Friday, December 18, 2009

The hippoDOTamus!

Do you remember when Clarabelle the Hippo escaped from the Franklin Park Zoo in the early 70s?  I wasn't living in Boston then and, obviously, I was much younger, but I vaguely remember Walter Cronkite reporting it on the nightly news.  Some people remember it much better than I do.  They are keeping the memory alive.

I was reminded of this event while taking an after dinner stroll this evening through Pope John Paul II Park,  on the banks of the placid Neponset estuary.  At one of the turns in the river, a small group had gathered shining flashlights and laser pointers over the gently lapping waves.  "She's over there!" someone whispered loudly.

It was hard to tell with just flashlight beams, with all the reflected lights of the Quincy Inn and the bridge catching the gentle ripples in the river, but the crowd had gathered to gawk at what appeared to be a bobbing oil drum in mid river.  "Sure," someone else said, "That's her."

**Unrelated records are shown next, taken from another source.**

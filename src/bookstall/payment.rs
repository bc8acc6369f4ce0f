//! The payment port: an abstraction over collecting funds for a sale.
//!
//! Both provided methods are simulations that always approve. No
//! authorization, decline, or retry logic exists. The command layer emits
//! the "processing payment" message; implementations stay silent.

use rust_decimal::Decimal;

pub trait PaymentMethod {
    /// Human-readable kind, e.g. "cash" or "online".
    fn name(&self) -> &str;

    /// Attempt to collect `amount`. Returns whether the payment went
    /// through.
    fn collect(&self, amount: Decimal) -> bool;
}

pub struct CashPayment;

impl PaymentMethod for CashPayment {
    fn name(&self) -> &str {
        "cash"
    }

    fn collect(&self, _amount: Decimal) -> bool {
        true
    }
}

pub struct OnlinePayment;

impl PaymentMethod for OnlinePayment {
    fn name(&self) -> &str {
        "online"
    }

    fn collect(&self, _amount: Decimal) -> bool {
        true
    }
}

One of the onlookers brought me up to speed.  "She usually comes out on frigid nights when there's no moon," she told me.  "We're not sure why but we are sure this is why no one has seen her directly for thirty years.  It's a survival strategy: don't go out when people are around.   She has to come out sometime though so she comes out when it's hardest to see her."  Pope John Paul II Park is officially closed to after dinner strollers at sundown.

Someone coughed.  "Shhhh!" a girl scolded, "You'll scare Clarabelle!"  That's when I realized what we were supposed to be looking at.  It really did look like a floating, abandoned oil drum to me.

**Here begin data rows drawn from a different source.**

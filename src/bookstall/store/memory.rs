use super::{BookStore, LoadReport};
use crate::error::Result;
use crate::model::Book;
use std::collections::HashMap;

/// In-memory storage for tests. Books are kept per resource name so the
/// save/load contract matches [`super::fs::FileStore`] without touching the
/// filesystem.
#[derive(Debug, Default)]
pub struct MemoryStore {
    resources: HashMap<String, Vec<Book>>,
}

impl MemoryStore {
    pub fn new() -> Self {
        Self::default()
    }

    /// What a given resource currently holds, for assertions.
    pub fn saved(&self, resource: &str) -> &[Book] {
        self.resources.get(resource).map(Vec::as_slice).unwrap_or(&[])
    }
}

impl BookStore for MemoryStore {
    fn save(&mut self, books: &[Book], resource: &str) -> Result<()> {
        self.resources.insert(resource.to_string(), books.to_vec());
        Ok(())
    }

    fn load(&self, resource: &str) -> Result<LoadReport> {
        Ok(LoadReport {
            books: self.resources.get(resource).cloned().unwrap_or_default(),
            skipped: Vec::new(),
        })
    }
}
use crate::commands::{CmdMessage, CmdResult};
use crate::config::BookstallConfig;
use crate::error::Result;
use std::path::Path;

#[derive(Debug, Clone)]
pub enum ConfigAction {
    ShowAll,
    ShowKey(String),
    Set(String, String),
}

pub fn run(config_dir: &Path, action: ConfigAction) -> Result<CmdResult> {
    match action {
        ConfigAction::ShowAll => {
            let config = BookstallConfig::load(config_dir)?;
            Ok(CmdResult::default().with_config(config))
        }
        ConfigAction::ShowKey(key) => {
            let config = BookstallConfig::load(config_dir)?;
            let mut result = CmdResult::default();
            match config.get(&key) {
                Some(val) => result.add_message(CmdMessage::info(val)),
                None => {
                    result.add_message(CmdMessage::error(format!("Unknown config key: {}", key)))
                }
            }
            Ok(result)
        }
        ConfigAction::Set(key, value) => {
            let mut config = BookstallConfig::load(config_dir)?;
            if let Err(e) = config.set(&key, &value) {
                let mut result = CmdResult::default();
                result.add_message(CmdMessage::error(e));
                return Ok(result);
            }
            config.save(config_dir)?;
            let mut result = CmdResult::default().with_config(config);
            result.add_message(CmdMessage::success(format!("{} set to {}", key, value)));
            Ok(result)
        }
    }
}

That was before a snort echoed over the river's breast and there was a splash where the flashlights were pointed.  After repeated tracking back and forth, the object afloat in the river couldn't be found.  The girl turned and chided the person who coughed,  "You did it, Mister!  You scared Clarabelle!  Now I'll never see her again!"  She started whimpering and her mother tried to comfort her.

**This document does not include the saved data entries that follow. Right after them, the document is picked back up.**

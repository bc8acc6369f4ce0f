use super::{BookStore, LoadReport, SkippedLine};
use crate::error::{BookstallError, Result};
use crate::model::Book;
use rust_decimal::Decimal;
use std::fs;
use std::io::ErrorKind;
use std::str::FromStr;

/// Flat-file storage. Each book occupies one newline-terminated line of
/// comma-separated fields:
///
/// ```text
/// index,title,author,price,quantity
/// ```
///
/// There is no header and no quoting; a comma inside a title or author
/// corrupts that line (accepted limitation). The index is re-numbered from
/// zero on every save.
#[derive(Debug, Default)]
pub struct FileStore;

impl FileStore {
    pub fn new() -> Self {
        Self
    }
}

fn encode(books: &[Book]) -> String {
    let mut out = String::new();
    for (row, book) in books.iter().enumerate() {
        out.push_str(&format!(
            "{},{},{},{},{}\n",
            row, book.title, book.author, book.price, book.quantity
        ));
    }
    out
}

fn decode_line(line: &str) -> std::result::Result<Book, String> {
    let fields: Vec<&str> = line.split(',').collect();
    if fields.len() != 5 {
        return Err(format!("expected 5 fields, found {}", fields.len()));
    }
    // fields[0] is the transient row index; discard it.
    let price =
        Decimal::from_str(fields[3]).map_err(|_| format!("invalid price '{}'", fields[3]))?;
    let quantity = fields[4]
        .parse::<i32>()
        .map_err(|_| format!("invalid quantity '{}'", fields[4]))?;
    Ok(Book::new(fields[1], fields[2], price, quantity))
}

impl BookStore for FileStore {
    fn save(&mut self, books: &[Book], resource: &str) -> Result<()> {
        fs::write(resource, encode(books)).map_err(BookstallError::Io)
    }

    fn load(&self, resource: &str) -> Result<LoadReport> {
        let content = match fs::read_to_string(resource) {
            Ok(content) => content,
            // No file yet means no data, not a failure.
            Err(e) if e.kind() == ErrorKind::NotFound => return Ok(LoadReport::default()),
            Err(e) => return Err(BookstallError::Io(e)),
        };

        let mut report = LoadReport::default();
        for (i, line) in content.lines().enumerate() {
            if line.is_empty() {
                continue;
            }
            match decode_line(line) {
                Ok(book) => report.books.push(book),
                Err(reason) => report.skipped.push(SkippedLine {
                    number: i + 1,
                    reason,
                }),
            }
        }
        Ok(report)
    }
}

#[cfg(test)]
mod tests {
    use super::*;
    use rust_decimal_macros::dec;

    fn temp_resource(dir: &tempfile::TempDir) -> String {
        dir.path().join("inventory.txt").to_string_lossy().into_owned()
    }

    #[test]
    fn round_trips_books_in_order() {
        let dir = tempfile::tempdir().unwrap();
        let resource = temp_resource(&dir);
        let books = vec![
            Book::new("Dune", "Herbert", dec!(15.50), 2),
            Book::new("Emma", "Austen", dec!(9.99), 7),
            Book::new("Dune", "Herbert", dec!(15.50), 1),
        ];

        let mut store = FileStore::new();
        store.save(&books, &resource).unwrap();
        let report = store.load(&resource).unwrap();

        assert_eq!(report.books, books);
        assert!(report.skipped.is_empty());
    }

    #[test]
    fn save_renumbers_rows_from_zero() {
        let dir = tempfile::tempdir().unwrap();
        let resource = temp_resource(&dir);
        let books = vec![
            Book::new("Dune", "Herbert", dec!(15.50), 2),
            Book::new("Emma", "Austen", dec!(9.99), 7),
        ];

        FileStore::new().save(&books, &resource).unwrap();
        let content = fs::read_to_string(&resource).unwrap();

        assert_eq!(content, "0,Dune,Herbert,15.50,2\n1,Emma,Austen,9.99,7\n");
    }

    #[test]
    fn missing_file_loads_empty() {
        let dir = tempfile::tempdir().unwrap();
        let report = FileStore::new().load(&temp_resource(&dir)).unwrap();
        assert!(report.books.is_empty());
        assert!(report.skipped.is_empty());
    }

    #[test]
    fn malformed_lines_are_skipped_not_fatal() {
        let dir = tempfile::tempdir().unwrap();
        let resource = temp_resource(&dir);
        fs::write(
            &resource,
            "0,Dune,Herbert,15.50,2\nnot a book\n2,Emma,Austen,nine,7\n3,Ubik,Dick,6.25,oops\n4,Walden,Thoreau,12.00,3\n",
        )
        .unwrap();

        let report = FileStore::new().load(&resource).unwrap();

        assert_eq!(report.books.len(), 2);
        assert_eq!(report.books[0].title, "Dune");
        assert_eq!(report.books[1].title, "Walden");
        assert_eq!(report.skipped.len(), 3);
        assert_eq!(report.skipped[0].number, 2);
        assert_eq!(report.skipped[1].number, 3);
        assert_eq!(report.skipped[2].number, 4);
    }

    #[test]
    fn index_field_is_discarded_on_load() {
        let dir = tempfile::tempdir().unwrap();
        let resource = temp_resource(&dir);
        // Indexes here are stale; the decoder must not care.
        fs::write(&resource, "7,Dune,Herbert,15.50,2\n99,Emma,Austen,9.99,7\n").unwrap();

        let report = FileStore::new().load(&resource).unwrap();
        assert_eq!(report.books[0], Book::new("Dune", "Herbert", dec!(15.50), 2));
        assert_eq!(report.books[1], Book::new("Emma", "Austen", dec!(9.99), 7));
    }
}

A hippopotamus can live 40-50 years, so Clarabelle's survival is within the realm of the possible.  As an animal native to Africa, her chances in New England winters seem somewhat slim, but sometimes life is stranger than art.  Another example of Dorchester cryptozoology.  It's the people like I encountered tonight who keep these legends alive and make Dorchester history so interesting.